━━━━━ Listed records ━━━━━

impl BankingError {
    /// Message shown to the user.
    pub fn user_message(&self) -> &'static str {
        match self {
            BankingError::Registration(RegistrationError::PasswordMismatch) => {
                "Passwords do not match"
            }
            BankingError::Registration(RegistrationError::PasswordTooShort) => {
                "Password should be at least 6 characters"
            }
            BankingError::Registration(RegistrationError::MissingName) => {
                "Please enter your full name"
            }
            BankingError::Registration(RegistrationError::InvalidEmail) => {
                "Please enter a valid email address"
            }
            BankingError::EmailTaken => "Email already exists. Please log in.",
            BankingError::InvalidCredentials => "Invalid email or password. Please try again.",
            BankingError::NotAuthenticated => "You need to log in first.",
            BankingError::InvalidAmount
            | BankingError::Ledger(LedgerError::NonPositiveAmount)
            | BankingError::Ledger(LedgerError::Overflow) => "Please enter a valid amount.",
            BankingError::Ledger(LedgerError::InsufficientBalance { .. }) => {
                "Insufficient balance."
            }
            BankingError::Ledger(LedgerError::RecipientMismatch) => {
                "Invalid recipient card name or number."
            }
            BankingError::Ledger(LedgerError::SelfTransfer) => "Cannot send funds to yourself.",
            BankingError::Ledger(LedgerError::CardMismatch) => "Invalid card number.",
            BankingError::Mail(_) => "Your message could not be sent. Please try again later.",
            BankingError::CardIssuance(_)
            | BankingError::Password(_)
            | BankingError::Receipt(_)
            | BankingError::Store(_)
            | BankingError::Task(_) => "Something went wrong. Please try again.",
        }
    }

    pub fn flash_level(&self) -> FlashLevel {
        match self {
            BankingError::Registration(RegistrationError::PasswordMismatch) => FlashLevel::Error,
            _ => FlashLevel::Danger,
        }
    }

    /// Failures of our own infrastructure rather than of the user's input.
    pub fn is_internal(&self) -> bool {
        matches!(
            self,
            BankingError::CardIssuance(_)
                | BankingError::Password(_)
                | BankingError::Mail(_)
                | BankingError::Receipt(_)
                | BankingError::Store(_)
                | BankingError::Task(_)
        )
    }
}

/// A committed transfer. `receipt` is `None` if the transfer went through
/// but the receipt could not be produced.
#[derive(Debug, Clone)]
pub struct TransferOutcome {
    pub transfer: Transfer,
    pub receipt: Option<Receipt>,
}

#[derive(Debug, Clone, Copy, PartialEq, Eq)]
pub struct DepositOutcome {
    pub amount: Money,
}

#[derive(Debug, Clone, PartialEq, Eq)]
pub struct RechargeOutcome {
    pub quote: RechargeQuote,
    pub phone_number: Option<String>,
}

#[derive(Clone)]
pub struct BankingService {
    store: Arc<dyn BankStore>,
    receipts: ReceiptService,
    mailer: Arc<dyn Mailer>,
    hasher: PasswordHasher,
    cards: Arc<dyn CardIssuer>,
    card_attempts: u32,
    opening_balance: Money,
    contact_recipient: String,
}

impl BankingService {
    pub fn new(
        store: Arc<dyn BankStore>,
        receipts: ReceiptService,
        mailer: Arc<dyn Mailer>,
        contact_recipient: impl Into<String>,
    ) -> Self {
        Self {
            store,
            receipts,
            mailer,
            hasher: PasswordHasher::default(),
            cards: Arc::new(RandomCardIssuer),
            card_attempts: DEFAULT_CARD_ISSUANCE_ATTEMPTS,
            opening_balance: DEFAULT_OPENING_BALANCE,
            contact_recipient: contact_recipient.into(),
        }
    }

    pub fn with_password_hasher(mut self, hasher: PasswordHasher) -> Self {
        self.hasher = hasher;
        self
    }

    pub fn with_card_issuer(mut self, cards: Arc<dyn CardIssuer>, attempts: u32) -> Self {
        self.cards = cards;
        self.card_attempts = attempts;
        self
    }

    pub fn with_opening_balance(mut self, balance: Money) -> Self {
        self.opening_balance = balance;
        self
    }

    pub fn store(&self) -> &Arc<dyn BankStore> {
        &self.store
    }

    /// Create an account and return it. The caller establishes the session.
    #[instrument(skip(self, form), err)]
    pub async fn register(&self, form: &Registration) -> Result<Account, BankingError> {
        validate_registration(form)?;

        let email = normalize_email(&form.email);
        if self.store.find_user_by_email(&email).await?.is_some() {
            return Err(BankingError::EmailTaken);
        }

        let hasher = self.hasher;
        let password = form.password.clone();
        let password_hash = tokio::task::spawn_blocking(move || hasher.hash(&password))
            .await
            .map_err(|e| BankingError::Task(e.to_string()))??;

        let id = UserId::new();
        let full_name = form.full_name.trim().to_string();
        let created_at = Utc::now();
        let opening_balance = self.opening_balance;

        let card_number = issue_with_retry(self.cards.as_ref(), self.card_attempts, |card| {
            let record = UserRecord {
                account: Account {
                    id,
                    full_name: full_name.clone(),
                    email: email.clone(),
                    card_number: card,
                    balance: opening_balance,
                    created_at,
                },
                password_hash: password_hash.clone(),
            };
            let store = self.store.clone();
            async move { store.insert_user(record).await }
        })
        .await
        .map_err(|e| match e {
            CardIssuanceError::Store(StoreError::Duplicate(UniqueField::Email)) => {
                BankingError::EmailTaken
            }
            other => BankingError::CardIssuance(other),
        })?;

        info!(user_id = %id, "user registered");
        Ok(Account {
            id,
            full_name,
            email,
            card_number,
            balance: opening_balance,
            created_at,
        })
    }

    /// Check credentials. Unknown email and wrong password are
    /// indistinguishable to the caller.
    #[instrument(skip(self, email, password), err)]
    pub async fn authenticate(&self, email: &str, password: &str) -> Result<Account, BankingError> {
        let Some(user) = self.store.find_user_by_email(&normalize_email(email)).await? else {
            return Err(BankingError::InvalidCredentials);
        };

        let hasher = self.hasher;
        let password = password.to_string();
        let stored = user.password_hash.clone();
        let ok = tokio::task::spawn_blocking(move || hasher.verify(&password, &stored))
            .await
            .map_err(|e| BankingError::Task(e.to_string()))?;

        if ok {
            info!(user_id = %user.account.id, "login succeeded");
            Ok(user.account)
        } else {
            Err(BankingError::InvalidCredentials)
        }
    }

    /// The session user's account, or `NotAuthenticated` if it no longer
    /// exists.
    pub async fn account(&self, user_id: UserId) -> Result<Account, BankingError> {
        self.store
            .find_account(user_id)
            .await?
            .ok_or(BankingError::NotAuthenticated)
    }

    #[instrument(skip(self, form), fields(user_id = %user_id), err)]
    pub async fn transfer(
        &self,
        user_id: UserId,
        form: &TransferForm,
    ) -> Result<TransferOutcome, BankingError> {
        let sender = self.account(user_id).await?;
        let amount = parse_amount(&form.amount)?;

        let card = match CardNumber::parse(&form.card_number) {
            Ok(card) => card,
            Err(_) => {
                // Same precedence as a well-formed but unknown card.
                if !amount.is_positive() {
                    return Err(LedgerError::NonPositiveAmount.into());
                }
                if !sender.can_afford(amount) {
                    return Err(LedgerError::InsufficientBalance {
                        available: sender.balance,
                        required: amount,
                    }
                    .into());
                }
                return Err(LedgerError::RecipientMismatch.into());
            }
        };

        let recipient = self.store.find_account_by_card(&card).await?;
        let request = TransferRequest {
            recipient_name: form.card_name.clone(),
            recipient_card: card,
            amount,
        };
        let now = Utc::now();
        let transfer = plan_transfer(&sender, recipient.as_ref(), &request, now)?;

        self.commit(&sender, &transfer.posting).await?;
        info!(amount = %amount, "transfer committed");

        let receipt = match self
            .receipts
            .issue(&transfer.receipt, transfer.debit_entry, sender.id, now)
            .await
        {
            Ok(receipt) => Some(receipt),
            Err(e) => {
                error!(error = %e, "receipt generation failed after transfer");
                None
            }
        };

        Ok(TransferOutcome { transfer, receipt })
    }

    #[instrument(skip(self, form), fields(user_id = %user_id), err)]
    pub async fn deposit(
        &self,
        user_id: UserId,
        form: &DepositForm,
    ) -> Result<DepositOutcome, BankingError> {
        let account = self.account(user_id).await?;
        let amount = parse_amount(&form.amount)?;
        let card = CardNumber::parse(&form.card_number).map_err(|_| {
            if amount.is_positive() {
                BankingError::Ledger(LedgerError::CardMismatch)
            } else {
                BankingError::Ledger(LedgerError::NonPositiveAmount)
            }
        })?;

        let deposit = plan_deposit(&account, &card, amount, Utc::now())?;
        self.commit(&account, &deposit.posting).await?;
        info!(amount = %amount, "deposit committed");
        Ok(DepositOutcome { amount })
    }

    #[instrument(skip(self, form), fields(user_id = %user_id), err)]
    pub async fn recharge(
        &self,
        user_id: UserId,
        form: &RechargeForm,
    ) -> Result<RechargeOutcome, BankingError> {
        let account = self.account(user_id).await?;
        let amount = parse_amount(&form.amount)?;

        let recharge = plan_recharge(&account, amount, Utc::now())?;
        self.commit(&account, &recharge.posting).await?;
        info!(charged = %recharge.quote.charged, "airtime purchased");

        Ok(RechargeOutcome {
            quote: recharge.quote,
            phone_number: form
                .phone_number
                .as_deref()
                .map(str::trim)
                .filter(|p| !p.is_empty())
                .map(str::to_string),
        })
    }

    pub async fn history(&self, user_id: UserId) -> Result<Vec<LedgerEntry>, BankingError> {
        Ok(self.store.list_entries(user_id).await?)
    }

    pub async fn receipt_file(
        &self,
        user_id: UserId,
        file_name: &str,
    ) -> Result<Option<ReceiptFile>, BankingError> {
        Ok(self.receipts.open(user_id, file_name, Utc::now()).await?)
    }

    pub async fn find_receipt(
        &self,
        user_id: UserId,
        file_name: &str,
    ) -> Result<Option<Receipt>, BankingError> {
        Ok(self.receipts.find(user_id, file_name, Utc::now()).await?)
    }

    #[instrument(skip(self, message), err)]
    pub async fn send_contact_message(&self, message: &ContactMessage) -> Result<(), BankingError> {
        let email = OutgoingEmail::contact_form(&self.contact_recipient, message);
        self.mailer.send(email).await?;
        Ok(())
    }

    /// Commit a posting planned against `planned_for`. A guard failure
    /// means a concurrent request spent the money first.
    async fn commit(
        &self,
        planned_for: &Account,
        posting: &cardbank_ledger::Posting,
    ) -> Result<(), BankingError> {
        match self.store.commit_posting(posting).await {
            Ok(()) => Ok(()),
            Err(StoreError::InsufficientFunds(id)) => {
                warn!(user_id = %id, "balance changed concurrently; posting rejected");
                Err(LedgerError::InsufficientBalance {
                    available: planned_for.balance,
                    required: -posting.delta_for(id),
                }
                .into())
            }
            Err(e) => Err(e.into()),
        }
    }
}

━━━━━

- [Exercise goal]:
If a line in the records holds the string "session", copy it.

- [Task response]:
    /// Create an account and return it. The caller establishes the session.
    /// The session user's account, or `NotAuthenticated` if it no longer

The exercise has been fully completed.